June 2, 2011
We are afflicted in every way, but not crushed; perplexed but not driven to despair; persecuted but not forsaken; struck down but not destroyed (2 Corinthians 4:8-9).
Dear Sisters and Brothers in Christ,
Our hearts have been breaking for weeks as we have watched incessant storms devastate many parts of the United States. From the plains of North Dakota to the bayous of Louisiana, floodwaters and torrential rain have washed out communities and cropland. Destructive tornado strikes leveled homes for miles in cities and towns including Joplin, Mo., and Cullman, Ala. Two ELCA church buildings — one in each state — were destroyed.
The winds destroyed the building of Peace Lutheran Church in Joplin, but not the faith of its members. Last Sunday they gathered in the parking lot in the midst of debris and shattered hopes to worship in the strong name of the risen Christ.
In the aftermath of storms that seem relentless, we may feel overwhelmed and anxious, but not powerless. For God’s promise is clear: nothing in all creation will separate us from the love of God in Christ Jesus. Trusting in God’s promise and the power of the Holy Spirit, we respond by joining together in God’s work of restoring community. The liberating power of the gospel frees us to repair roofs in Cullman and fill sandbags in Fargo, on behalf of people we don’t know and may never meet.
These are our commitments as the Evangelical Lutheran Church in America:
We will pray. Pray with me that those affected may have the strength and courage they need to face these difficult days.

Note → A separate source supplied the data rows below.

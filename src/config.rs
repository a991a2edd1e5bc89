//! Desktop configuration.
//!
//! `DesktopConfig::default()` carries the design values (300x200 floor,
//! 800x600 windows cascading from 100,100 in steps of 40). The terminal
//! front end starts from `DesktopConfig::terminal()`, which scales the same
//! layout down to character cells.

use std::time::Duration;

use thiserror::Error;

use crate::constants::*;
use crate::geometry::{Point, Viewport};

#[derive(Debug, Error, PartialEq, Eq)]
pub enum ConfigError {
    #[error("minimum window size must be non-zero, got {width}x{height}")]
    ZeroMinimum { width: u32, height: u32 },
    #[error(
        "default window size {default_width}x{default_height} is smaller than the minimum {min_width}x{min_height}"
    )]
    DefaultBelowMinimum {
        default_width: u32,
        default_height: u32,
        min_width: u32,
        min_height: u32,
    },
    #[error("cascade step must be non-negative and not (0, 0), got ({x}, {y})")]
    InvalidCascadeStep { x: i32, y: i32 },
    #[error("titlebar height must be non-zero")]
    ZeroTitlebar,
    #[error("titlebar height {titlebar} must be below the minimum window height {min_height}")]
    TitlebarTooTall { titlebar: u32, min_height: u32 },
    #[error("viewport {width}x{height} leaves no workspace above a {taskbar}-unit taskbar")]
    ViewportTooSmall {
        width: u32,
        height: u32,
        taskbar: u32,
    },
    #[error("tick interval must be between {min}ms and {max}ms, got {got}ms")]
    TickOutOfRange { got: u64, min: u64, max: u64 },
}

/// Metrics of the window decoration used for hit testing and rendering.
#[derive(Debug, Clone, Copy, PartialEq, Eq)]
pub struct WindowChrome {
    pub titlebar_height: u32,
    pub button_width: u32,
    pub handle_size: u32,
}

impl Default for WindowChrome {
    fn default() -> Self {
        Self {
            titlebar_height: DESIGN_TITLEBAR_HEIGHT,
            button_width: DESIGN_BUTTON_WIDTH,
            handle_size: DESIGN_HANDLE_SIZE,
        }
    }
}

#[derive(Debug, Clone, PartialEq, Eq)]
pub struct DesktopConfig {
    pub min_width: u32,
    pub min_height: u32,
    pub default_width: u32,
    pub default_height: u32,
    pub cascade_origin: Point,
    pub cascade_step: Point,
    pub base_z: u32,
    pub chrome: WindowChrome,
    /// Keep dragged windows reachable instead of letting them leave the
    /// workspace entirely.
    pub clamp_drag: bool,
    /// Horizontal titlebar span that must stay inside the workspace while
    /// `clamp_drag` is on.
    pub min_visible: u32,
}

impl Default for DesktopConfig {
    fn default() -> Self {
        Self {
            min_width: DESIGN_MIN_WIDTH,
            min_height: DESIGN_MIN_HEIGHT,
            default_width: DESIGN_DEFAULT_WIDTH,
            default_height: DESIGN_DEFAULT_HEIGHT,
            cascade_origin: Point::new(DESIGN_CASCADE_ORIGIN, DESIGN_CASCADE_ORIGIN),
            cascade_step: Point::new(DESIGN_CASCADE_STEP, DESIGN_CASCADE_STEP),
            base_z: BASE_Z_INDEX,
            chrome: WindowChrome::default(),
            clamp_drag: true,
            min_visible: DESIGN_MIN_VISIBLE,
        }
    }
}

impl DesktopConfig {
    /// Cell-scaled preset for the terminal front end.
    pub fn terminal() -> Self {
        Self {
            min_width: TERMINAL_MIN_WIDTH,
            min_height: TERMINAL_MIN_HEIGHT,
            default_width: TERMINAL_DEFAULT_WIDTH,
            default_height: TERMINAL_DEFAULT_HEIGHT,
            cascade_origin: Point::new(TERMINAL_CASCADE_ORIGIN_X, TERMINAL_CASCADE_ORIGIN_Y),
            cascade_step: Point::new(TERMINAL_CASCADE_STEP_X, TERMINAL_CASCADE_STEP_Y),
            base_z: BASE_Z_INDEX,
            chrome: WindowChrome {
                titlebar_height: TERMINAL_TITLEBAR_HEIGHT,
                button_width: TERMINAL_BUTTON_WIDTH,
                handle_size: TERMINAL_HANDLE_SIZE,
            },
            clamp_drag: true,
            min_visible: TERMINAL_MIN_VISIBLE,
        }
    }

    pub fn with_clamp_drag(mut self, clamp: bool) -> Self {
        self.clamp_drag = clamp;
        self
    }

    pub fn validate(&self) -> Result<(), ConfigError> {
        if self.min_width == 0 || self.min_height == 0 {
            return Err(ConfigError::ZeroMinimum {
                width: self.min_width,
                height: self.min_height,
            });
        }
        if self.default_width < self.min_width || self.default_height < self.min_height {
            return Err(ConfigError::DefaultBelowMinimum {
                default_width: self.default_width,
                default_height: self.default_height,
                min_width: self.min_width,
                min_height: self.min_height,
            });
        }
        let step = self.cascade_step;
        if step.x < 0 || step.y < 0 || (step.x == 0 && step.y == 0) {
            return Err(ConfigError::InvalidCascadeStep {
                x: step.x,
                y: step.y,
            });
        }
        if self.chrome.titlebar_height == 0 {
            return Err(ConfigError::ZeroTitlebar);
        }
        if self.chrome.titlebar_height >= self.min_height {
            return Err(ConfigError::TitlebarTooTall {
                titlebar: self.chrome.titlebar_height,
                min_height: self.min_height,
            });
        }
        Ok(())
    }
}

/// Reject viewports that leave no room for windows above the taskbar.
pub fn validate_viewport(viewport: Viewport) -> Result<(), ConfigError> {
    if viewport.width == 0 || viewport.height <= viewport.taskbar_height {
        return Err(ConfigError::ViewportTooSmall {
            width: viewport.width,
            height: viewport.height,
            taskbar: viewport.taskbar_height,
        });
    }
    Ok(())
}

pub const MIN_TICK_MS: u64 = 5;
pub const MAX_TICK_MS: u64 = 1_000;

/// Poll interval of the front end's event loop.
pub fn tick_interval(ms: u64) -> Result<Duration, ConfigError> {
    if !(MIN_TICK_MS..=MAX_TICK_MS).contains(&ms) {
        return Err(ConfigError::TickOutOfRange {
            got: ms,
            min: MIN_TICK_MS,
            max: MAX_TICK_MS,
        });
    }
    Ok(Duration::from_millis(ms))
}

#[cfg(test)]
mod tests {
    use super::*;

    #[test]
    fn presets_are_valid() {
        assert_eq!(DesktopConfig::default().validate(), Ok(()));
        assert_eq!(DesktopConfig::terminal().validate(), Ok(()));
    }

    #[test]
    fn default_below_minimum_is_rejected() {
        let cfg = DesktopConfig {
            default_width: 100,
            ..DesktopConfig::default()
        };
        assert!(matches!(
            cfg.validate(),
            Err(ConfigError::DefaultBelowMinimum { .. })
        ));
    }

    #[test]
    fn zero_cascade_step_is_rejected() {
        let cfg = DesktopConfig {
            cascade_step: Point::new(0, 0),
            ..DesktopConfig::default()
        };
        assert_eq!(
            cfg.validate(),
            Err(ConfigError::InvalidCascadeStep { x: 0, y: 0 })
        );
    }

    #[test]
    fn titlebar_must_fit_inside_minimum_height() {
        let mut cfg = DesktopConfig::terminal();
        cfg.chrome.titlebar_height = cfg.min_height;
        assert!(matches!(
            cfg.validate(),
            Err(ConfigError::TitlebarTooTall { .. })
        ));
    }

    #[test]
    fn viewport_needs_room_above_taskbar() {
        assert!(validate_viewport(Viewport::new(80, 24, 1)).is_ok());
        assert!(validate_viewport(Viewport::new(80, 1, 1)).is_err());
        assert!(validate_viewport(Viewport::new(0, 24, 1)).is_err());
    }

    #[test]
    fn tick_interval_bounds() {
        assert_eq!(tick_interval(16), Ok(Duration::from_millis(16)));
        assert!(tick_interval(0).is_err());
        assert!(tick_interval(5_000).is_err());
    }
}
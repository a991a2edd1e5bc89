//! Start menu state: open flag, search query and selection.

use crate::apps::{AppCatalog, AppId};

#[derive(Debug, Default, Clone, PartialEq, Eq)]
pub struct StartMenu {
    open: bool,
    query: String,
    selected: usize,
}

impl StartMenu {
    pub fn is_open(&self) -> bool {
        self.open
    }

    pub fn toggle(&mut self) {
        if self.open {
            self.close();
        } else {
            self.open = true;
        }
    }

    /// Closing also forgets the search.
    pub fn close(&mut self) {
        self.open = false;
        self.query.clear();
        self.selected = 0;
    }

    pub fn query(&self) -> &str {
        &self.query
    }

    pub fn push_char(&mut self, ch: char) {
        self.query.push(ch);
        self.selected = 0;
    }

    pub fn pop_char(&mut self) {
        self.query.pop();
        self.selected = 0;
    }

    pub fn selected(&self) -> usize {
        self.selected
    }

    pub fn move_selection(&mut self, delta: isize, len: usize) {
        if len == 0 {
            self.selected = 0;
            return;
        }
        let max = len - 1;
        self.selected = if delta.is_negative() {
            self.selected.saturating_sub(delta.unsigned_abs())
        } else {
            (self.selected + delta as usize).min(max)
        };
    }

    /// Apps whose display name contains the query, ignoring case.
    pub fn filtered(&self, catalog: &dyn AppCatalog) -> Vec<AppId> {
        let needle = self.query.to_lowercase();
        AppId::ALL
            .into_iter()
            .filter(|app| {
                catalog
                    .metadata(*app)
                    .is_some_and(|meta| meta.display_name.to_lowercase().contains(&needle))
            })
            .collect()
    }

    pub fn selected_app(&self, catalog: &dyn AppCatalog) -> Option<AppId> {
        self.filtered(catalog).get(self.selected).copied()
    }
}
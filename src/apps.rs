//! Application identifiers and their static metadata.

use std::fmt;
use std::str::FromStr;

use thiserror::Error;

#[derive(Debug, Clone, Copy, PartialEq, Eq, PartialOrd, Ord, Hash)]
pub enum AppId {
    FileNexus,
    NemeDocs,
    NemeSheets,
    NemeSlides,
    NemePlayer,
    NemeCalc,
    NemeCalendar,
    NemeNotes,
    NemeTerm,
    NemeWeb,
    NemeSettings,
}

impl AppId {
    /// Every application, in start-menu order.
    pub const ALL: [AppId; 11] = [
        AppId::FileNexus,
        AppId::NemeDocs,
        AppId::NemeSheets,
        AppId::NemeSlides,
        AppId::NemePlayer,
        AppId::NemeCalc,
        AppId::NemeCalendar,
        AppId::NemeNotes,
        AppId::NemeTerm,
        AppId::NemeWeb,
        AppId::NemeSettings,
    ];

    /// Applications with a shortcut on the desktop.
    pub const DESKTOP_ICONS: [AppId; 5] = [
        AppId::FileNexus,
        AppId::NemeDocs,
        AppId::NemeTerm,
        AppId::NemeSettings,
        AppId::NemeWeb,
    ];

    pub fn tag(self) -> &'static str {
        match self {
            AppId::FileNexus => "filenexus",
            AppId::NemeDocs => "nemodocs",
            AppId::NemeSheets => "nemesheets",
            AppId::NemeSlides => "nemeslides",
            AppId::NemePlayer => "nemeplayer",
            AppId::NemeCalc => "nemecalc",
            AppId::NemeCalendar => "nemecalendar",
            AppId::NemeNotes => "nemenotes",
            AppId::NemeTerm => "nemeterm",
            AppId::NemeWeb => "nemeweb",
            AppId::NemeSettings => "nemesettings",
        }
    }

    /// Metadata from the built-in table.
    pub fn metadata(self) -> &'static AppMetadata {
        // BUILTIN_APPS is declared in the same order as the enum.
        &BUILTIN_APPS[self as usize]
    }
}

impl fmt::Display for AppId {
    fn fmt(&self, f: &mut fmt::Formatter<'_>) -> fmt::Result {
        f.write_str(self.tag())
    }
}

#[derive(Debug, Clone, PartialEq, Eq, Error)]
#[error("unknown application `{0}`")]
pub struct ParseAppIdError(pub String);

impl FromStr for AppId {
    type Err = ParseAppIdError;

    fn from_str(s: &str) -> Result<Self, Self::Err> {
        let needle = s.trim();
        AppId::ALL
            .into_iter()
            .find(|app| {
                app.tag().eq_ignore_ascii_case(needle)
                    || app.metadata().display_name.eq_ignore_ascii_case(needle)
            })
            .ok_or_else(|| ParseAppIdError(s.to_string()))
    }
}

#[derive(Debug, Clone, PartialEq, Eq)]
pub struct AppMetadata {
    pub id: AppId,
    pub display_name: &'static str,
    pub icon_glyph: &'static str,
    pub accent_color: (u8, u8, u8),
    pub description: &'static str,
    /// Pinned applications live on the taskbar and never have more than one
    /// window.
    pub pinned: bool,
}

static BUILTIN_APPS: [AppMetadata; 11] = [
    AppMetadata {
        id: AppId::FileNexus,
        display_name: "FileNexus",
        icon_glyph: "▤",
        accent_color: (0x00, 0xD4, 0xFF),
        description: "Advanced file manager",
        pinned: true,
    },
    AppMetadata {
        id: AppId::NemeDocs,
        display_name: "NemeDocs",
        icon_glyph: "✎",
        accent_color: (0x6C, 0x00, 0xFF),
        description: "Markdown word processor",
        pinned: true,
    },
    AppMetadata {
        id: AppId::NemeSheets,
        display_name: "NemeSheets",
        icon_glyph: "▦",
        accent_color: (0x4A, 0xDE, 0x80),
        description: "Smart spreadsheet",
        pinned: false,
    },
    AppMetadata {
        id: AppId::NemeSlides,
        display_name: "NemeSlides",
        icon_glyph: "▭",
        accent_color: (0xFA, 0xCC, 0x15),
        description: "Presentation builder",
        pinned: false,
    },
    AppMetadata {
        id: AppId::NemePlayer,
        display_name: "NemePlayer",
        icon_glyph: "♫",
        accent_color: (0xF4, 0x72, 0xB6),
        description: "Neon media player",
        pinned: false,
    },
    AppMetadata {
        id: AppId::NemeCalc,
        display_name: "NemeCalc",
        icon_glyph: "±",
        accent_color: (0xA7, 0x8B, 0xFA),
        description: "Scientific calculator",
        pinned: false,
    },
    AppMetadata {
        id: AppId::NemeCalendar,
        display_name: "NemeCalendar",
        icon_glyph: "▣",
        accent_color: (0xFB, 0x71, 0x85),
        description: "Interactive calendar",
        pinned: false,
    },
    AppMetadata {
        id: AppId::NemeNotes,
        display_name: "NemeNotes",
        icon_glyph: "✐",
        accent_color: (0xFD, 0xE0, 0x47),
        description: "Quick notes",
        pinned: false,
    },
    AppMetadata {
        id: AppId::NemeTerm,
        display_name: "NemeTerm",
        icon_glyph: "❯",
        accent_color: (0xFF, 0xFF, 0xFF),
        description: "Cyberpunk terminal",
        pinned: true,
    },
    AppMetadata {
        id: AppId::NemeWeb,
        display_name: "NemeWeb",
        icon_glyph: "◍",
        accent_color: (0x60, 0xA5, 0xFA),
        description: "Secure browser",
        pinned: true,
    },
    AppMetadata {
        id: AppId::NemeSettings,
        display_name: "Settings",
        icon_glyph: "⚙",
        accent_color: (0x94, 0xA3, 0xB8),
        description: "System configuration",
        pinned: false,
    },
];

/// Read-only source of application metadata, consulted when a window is
/// created and when launchers are drawn.
pub trait AppCatalog: fmt::Debug {
    fn metadata(&self, app: AppId) -> Option<&AppMetadata>;

    fn is_pinned(&self, app: AppId) -> bool {
        self.metadata(app).is_some_and(|meta| meta.pinned)
    }

    /// Pinned applications in taskbar order.
    fn pinned(&self) -> Vec<AppId> {
        AppId::ALL
            .into_iter()
            .filter(|app| self.is_pinned(*app))
            .collect()
    }
}

#[derive(Debug, Default, Clone, Copy)]
pub struct BuiltinCatalog;

impl AppCatalog for BuiltinCatalog {
    fn metadata(&self, app: AppId) -> Option<&AppMetadata> {
        Some(app.metadata())
    }
}
//! Login gate and session lifecycle.

use std::time::{Duration, Instant};

use crossterm::event::{KeyCode, KeyEvent, KeyEventKind};

use crate::config::{ConfigError, DesktopConfig};
use crate::constants::DEFAULT_USER;
use crate::desktop::DesktopSession;
use crate::geometry::Viewport;

/// Pause between submitting the login form and the desktop appearing.
pub const LOGIN_DELAY: Duration = Duration::from_millis(1_200);

/// How long the boot splash stays up before the login gate.
pub const BOOT_DELAY: Duration = Duration::from_secs(2);

/// Boot splash shown before the login gate; remembers who to prefill.
#[derive(Debug, Clone, PartialEq, Eq)]
pub struct BootSplash {
    username: String,
    started_at: Instant,
}

impl BootSplash {
    pub fn new(username: impl Into<String>, now: Instant) -> Self {
        Self {
            username: username.into(),
            started_at: now,
        }
    }

    /// Fraction of the boot delay that has passed, in `0.0..=1.0`.
    pub fn progress(&self, now: Instant) -> f64 {
        let elapsed = now.saturating_duration_since(self.started_at);
        (elapsed.as_secs_f64() / BOOT_DELAY.as_secs_f64()).min(1.0)
    }

    pub fn done(&self, now: Instant) -> bool {
        now.saturating_duration_since(self.started_at) >= BOOT_DELAY
    }
}

#[derive(Debug, Clone, Copy, PartialEq, Eq, Default)]
pub enum LoginField {
    Username,
    #[default]
    Password,
}

#[derive(Debug, Clone, PartialEq, Eq)]
pub struct LoginForm {
    username: String,
    password: String,
    field: LoginField,
    submitted_at: Option<Instant>,
}

impl Default for LoginForm {
    fn default() -> Self {
        Self::new(DEFAULT_USER)
    }
}

impl LoginForm {
    pub fn new(username: impl Into<String>) -> Self {
        Self {
            username: username.into(),
            password: String::new(),
            field: LoginField::default(),
            submitted_at: None,
        }
    }

    pub fn username(&self) -> &str {
        &self.username
    }

    /// Password length, for masking.
    pub fn password_len(&self) -> usize {
        self.password.chars().count()
    }

    pub fn field(&self) -> LoginField {
        self.field
    }

    pub fn is_submitting(&self) -> bool {
        self.submitted_at.is_some()
    }

    /// Any password is accepted; only an empty user name is refused.
    pub fn submit(&mut self, now: Instant) -> bool {
        if self.username.trim().is_empty() || self.is_submitting() {
            return false;
        }
        self.submitted_at = Some(now);
        true
    }

    /// The submitted form has waited out the login delay.
    pub fn ready(&self, now: Instant) -> bool {
        self.submitted_at
            .is_some_and(|at| now.saturating_duration_since(at) >= LOGIN_DELAY)
    }

    pub fn handle_key(&mut self, key: &KeyEvent, now: Instant) -> bool {
        if key.kind == KeyEventKind::Release || self.is_submitting() {
            return false;
        }
        let target = match self.field {
            LoginField::Username => &mut self.username,
            LoginField::Password => &mut self.password,
        };
        match key.code {
            KeyCode::Char(ch) => target.push(ch),
            KeyCode::Backspace => {
                target.pop();
            }
            KeyCode::Tab | KeyCode::BackTab | KeyCode::Up | KeyCode::Down => {
                self.field = match self.field {
                    LoginField::Username => LoginField::Password,
                    LoginField::Password => LoginField::Username,
                };
            }
            KeyCode::Enter => return self.submit(now),
            _ => return false,
        }
        true
    }
}

#[derive(Debug)]
pub enum SessionState {
    Booting(BootSplash),
    LoggedOut(LoginForm),
    LoggedIn(Box<DesktopSession>),
}

impl Default for SessionState {
    fn default() -> Self {
        SessionState::LoggedOut(LoginForm::default())
    }
}

impl SessionState {
    /// Start at the boot splash; the login gate follows after
    /// [`BOOT_DELAY`].
    pub fn booting(username: impl Into<String>, now: Instant) -> Self {
        SessionState::Booting(BootSplash::new(username, now))
    }

    pub fn is_booting(&self) -> bool {
        matches!(self, SessionState::Booting(_))
    }

    pub fn is_logged_in(&self) -> bool {
        matches!(self, SessionState::LoggedIn(_))
    }

    pub fn session(&self) -> Option<&DesktopSession> {
        match self {
            SessionState::LoggedIn(session) => Some(session.as_ref()),
            _ => None,
        }
    }

    pub fn session_mut(&mut self) -> Option<&mut DesktopSession> {
        match self {
            SessionState::LoggedIn(session) => Some(session.as_mut()),
            _ => None,
        }
    }

    pub fn login_form(&self) -> Option<&LoginForm> {
        match self {
            SessionState::LoggedOut(form) => Some(form),
            _ => None,
        }
    }

    pub fn login_form_mut(&mut self) -> Option<&mut LoginForm> {
        match self {
            SessionState::LoggedOut(form) => Some(form),
            _ => None,
        }
    }

    /// Replace whatever state there is with a fresh desktop for `user`.
    pub fn login(
        &mut self,
        user: impl Into<String>,
        config: DesktopConfig,
        viewport: Viewport,
        now: Instant,
    ) -> Result<(), ConfigError> {
        let session = DesktopSession::new(user, config, viewport, now)?;
        *self = SessionState::LoggedIn(Box::new(session));
        Ok(())
    }

    /// Drop the desktop, and every window with it, and return to the login
    /// gate with the user name prefilled.
    pub fn logout(&mut self) {
        if let SessionState::LoggedIn(session) = self {
            tracing::info!(user = %session.user(), "session ended");
            let user = session.user().to_string();
            *self = SessionState::LoggedOut(LoginForm::new(user));
        }
    }

    /// Leave the boot splash, or complete a pending login, once its delay
    /// is over.
    pub fn tick(
        &mut self,
        config: &DesktopConfig,
        viewport: Viewport,
        now: Instant,
    ) -> Result<(), ConfigError> {
        match self {
            SessionState::Booting(splash) if splash.done(now) => {
                tracing::debug!("boot finished");
                let user = splash.username.clone();
                *self = SessionState::LoggedOut(LoginForm::new(user));
                Ok(())
            }
            SessionState::Booting(_) => Ok(()),
            SessionState::LoggedOut(form) if form.ready(now) => {
                let user = form.username().trim().to_string();
                self.login(user, config.clone(), viewport, now)
            }
            SessionState::LoggedOut(_) => Ok(()),
            SessionState::LoggedIn(session) => {
                session.set_viewport(viewport);
                session.tick(now);
                Ok(())
            }
        }
    }
}

#[cfg(test)]
mod tests {
    use super::*;
    use crate::apps::AppId;
    use crossterm::event::KeyModifiers;

    fn key(code: KeyCode) -> KeyEvent {
        KeyEvent::new(code, KeyModifiers::NONE)
    }

    const VIEWPORT: Viewport = Viewport::new(1920, 1080, 56);

    #[test]
    fn form_edits_focused_field() {
        let mut form = LoginForm::default();
        let now = Instant::now();
        form.handle_key(&key(KeyCode::Char('k')), now);
        assert_eq!(form.password_len(), 1);
        form.handle_key(&key(KeyCode::Tab), now);
        form.handle_key(&key(KeyCode::Backspace), now);
        assert_eq!(form.username(), "NEMESIS_USE");
    }

    #[test]
    fn login_completes_after_delay() {
        let mut state = SessionState::default();
        let start = Instant::now();
        let config = DesktopConfig::default();
        if let Some(form) = state.login_form_mut() {
            assert!(form.handle_key(&key(KeyCode::Enter), start));
        }
        state
            .tick(&config, VIEWPORT, start + Duration::from_millis(100))
            .expect("tick");
        assert!(!state.is_logged_in());
        state
            .tick(&config, VIEWPORT, start + LOGIN_DELAY)
            .expect("tick");
        assert_eq!(state.session().map(|s| s.user()), Some("NEMESIS_USER"));
    }

    #[test]
    fn boot_splash_gives_way_to_login_form() {
        let start = Instant::now();
        let config = DesktopConfig::default();
        let mut state = SessionState::booting("neo", start);
        assert!(state.login_form().is_none());
        state
            .tick(&config, VIEWPORT, start + Duration::from_millis(1_999))
            .expect("tick");
        assert!(state.is_booting());
        state
            .tick(&config, VIEWPORT, start + BOOT_DELAY)
            .expect("tick");
        assert_eq!(state.login_form().map(|f| f.username()), Some("neo"));
    }

    #[test]
    fn boot_progress_is_capped() {
        let start = Instant::now();
        let splash = BootSplash::new("neo", start);
        assert_eq!(splash.progress(start), 0.0);
        assert_eq!(splash.progress(start + BOOT_DELAY * 3), 1.0);
    }

    #[test]
    fn logout_while_booting_is_a_no_op() {
        let mut state = SessionState::booting("neo", Instant::now());
        state.logout();
        assert!(state.is_booting());
    }

    #[test]
    fn empty_user_cannot_submit() {
        let mut form = LoginForm::new("  ");
        assert!(!form.submit(Instant::now()));
    }

    #[test]
    fn logout_discards_windows() {
        let mut state = SessionState::default();
        let now = Instant::now();
        state
            .login("neo", DesktopConfig::default(), VIEWPORT, now)
            .expect("login");
        if let Some(session) = state.session_mut() {
            session.launch(AppId::NemeCalc, now);
        }
        state.logout();
        assert!(!state.is_logged_in());
        state
            .login("neo", DesktopConfig::default(), VIEWPORT, now)
            .expect("login");
        assert_eq!(state.session().map(|s| s.registry().len()), Some(0));
        assert_eq!(
            state.session().and_then(|s| s.registry().focused()),
            None
        );
    }
}
//! Per-window application content.
//!
//! Providers are registered per app id; each window gets its own instance,
//! created on first use and dropped once the window is gone.

use std::collections::{BTreeMap, HashMap};
use std::fmt;

use crate::apps::AppId;
use crate::components::{
    AppContent, CalculatorComponent, DocsComponent, PlaceholderComponent, TerminalComponent,
};
use crate::window::WindowId;

pub type ContentFactory = Box<dyn Fn() -> Box<dyn AppContent>>;

pub struct ContentRegistry {
    factories: BTreeMap<AppId, ContentFactory>,
    instances: HashMap<WindowId, Box<dyn AppContent>>,
}

impl fmt::Debug for ContentRegistry {
    fn fmt(&self, f: &mut fmt::Formatter<'_>) -> fmt::Result {
        f.debug_struct("ContentRegistry")
            .field("providers", &self.factories.keys().collect::<Vec<_>>())
            .field("instances", &self.instances.len())
            .finish()
    }
}

impl Default for ContentRegistry {
    fn default() -> Self {
        Self::new()
    }
}

impl ContentRegistry {
    /// A registry with no providers: every window shows the placeholder.
    pub fn new() -> Self {
        Self {
            factories: BTreeMap::new(),
            instances: HashMap::new(),
        }
    }

    /// Providers for NemeCalc, NemeDocs and NemeTerm. `user` is what the
    /// terminal's `whoami` reports.
    pub fn with_builtin_apps(user: &str) -> Self {
        let mut registry = Self::new();
        registry.register(AppId::NemeCalc, || Box::new(CalculatorComponent::new()));
        registry.register(AppId::NemeDocs, || Box::new(DocsComponent::default()));
        let user = user.to_string();
        registry.register(AppId::NemeTerm, move || {
            Box::new(TerminalComponent::new(user.clone()))
        });
        registry
    }

    pub fn register<F>(&mut self, app: AppId, factory: F)
    where
        F: Fn() -> Box<dyn AppContent> + 'static,
    {
        self.factories.insert(app, Box::new(factory));
    }

    /// Whether `app` has its own provider rather than the placeholder.
    pub fn renders(&self, app: AppId) -> bool {
        self.factories.contains_key(&app)
    }

    /// Content of window `id`, created on first request.
    pub fn content_for(&mut self, id: &WindowId, app: AppId) -> &mut dyn AppContent {
        let factories = &self.factories;
        self.instances
            .entry(id.clone())
            .or_insert_with(|| match factories.get(&app) {
                Some(factory) => factory(),
                None => Box::new(PlaceholderComponent),
            })
            .as_mut()
    }

    pub fn get_mut(&mut self, id: &WindowId) -> Option<&mut dyn AppContent> {
        self.instances
            .get_mut(id)
            .map(|content| &mut **content as &mut dyn AppContent)
    }

    pub fn contains(&self, id: &WindowId) -> bool {
        self.instances.contains_key(id)
    }

    pub fn len(&self) -> usize {
        self.instances.len()
    }

    pub fn is_empty(&self) -> bool {
        self.instances.is_empty()
    }

    /// Drop instances whose window is no longer alive.
    pub fn prune(&mut self, mut is_alive: impl FnMut(&WindowId) -> bool) {
        self.instances.retain(|id, _| is_alive(id));
    }

    pub fn clear(&mut self) {
        self.instances.clear();
    }
}
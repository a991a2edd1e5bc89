use crossterm::event::{Event, KeyCode, KeyEventKind, KeyModifiers, MouseEventKind};

/// Cleans up raw terminal events before they reach the desktop: Shift+Tab
/// becomes BackTab, key releases (and, on Windows, repeats and doubled Esc
/// presses) are dropped, and button-less mouse motion is discarded since
/// only held-button drags take part in gestures.
#[derive(Debug, Default)]
pub struct EventNormalizer {
    esc_down: bool,
}

impl EventNormalizer {
    pub fn new() -> Self {
        Self::default()
    }

    pub fn normalize(&mut self, evt: Event) -> Option<Event> {
        match evt {
            Event::Key(mut key) => {
                if key.code == KeyCode::Tab && key.modifiers.contains(KeyModifiers::SHIFT) {
                    key.code = KeyCode::BackTab;
                    key.modifiers.remove(KeyModifiers::SHIFT);
                }
                if cfg!(windows) {
                    match key.kind {
                        KeyEventKind::Release => {
                            if key.code == KeyCode::Esc {
                                self.esc_down = false;
                            }
                            return None;
                        }
                        KeyEventKind::Repeat => return None,
                        KeyEventKind::Press => {}
                    }
                    if key.code == KeyCode::Esc {
                        if self.esc_down {
                            return None;
                        }
                        self.esc_down = true;
                    } else {
                        self.esc_down = false;
                    }
                } else if key.kind == KeyEventKind::Release {
                    return None;
                }
                Some(Event::Key(key))
            }
            Event::Mouse(mouse) if mouse.kind == MouseEventKind::Moved => None,
            other => Some(other),
        }
    }
}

We will stand together, roll up our sleeves and work with partners to rebuild lives and restore hope. In Alabama, we are already at work with the Mennonites and the Christian Reformed Church in a rapid rebuilding project. Elsewhere, partnerships are unfolding with the United Methodist Church and others to coordinate volunteers to repair and rebuild homes and lives in the months and years to come. Working together we can achieve more on a scale and scope than we could ever achieve alone.
We will give generously. We are already organizing volunteer opportunities in response to the unmet needs of these communities. To support our efforts, please give now to ELCA Disaster Response. Your gift designated to Severe Spring Storms will be used in full — 100 percent — for the people and communities deeply affected by these storms.
We will stay until the work is done. One of our strengths as Lutherans is our practice of sustained response after a natural disaster, built on local networks of congregations and social ministries. Central States Synod Bishop Gerald Mansholt compared our work to long-distance running. ELCA Disaster Response was one of the first to arrive in Missouri and Alabama, and they will be the last to leave. Even as we begin this journey, our work continues on the Gulf Coast and in Haiti.
We will witness to our living faith in Christ Jesus as we join together to do God’s work with our hands.
In all these things, I give thanks for each of you. May we be about God’s healing and restoration in a time of despair. May we bring God’s message of hope in the wake of spring storms.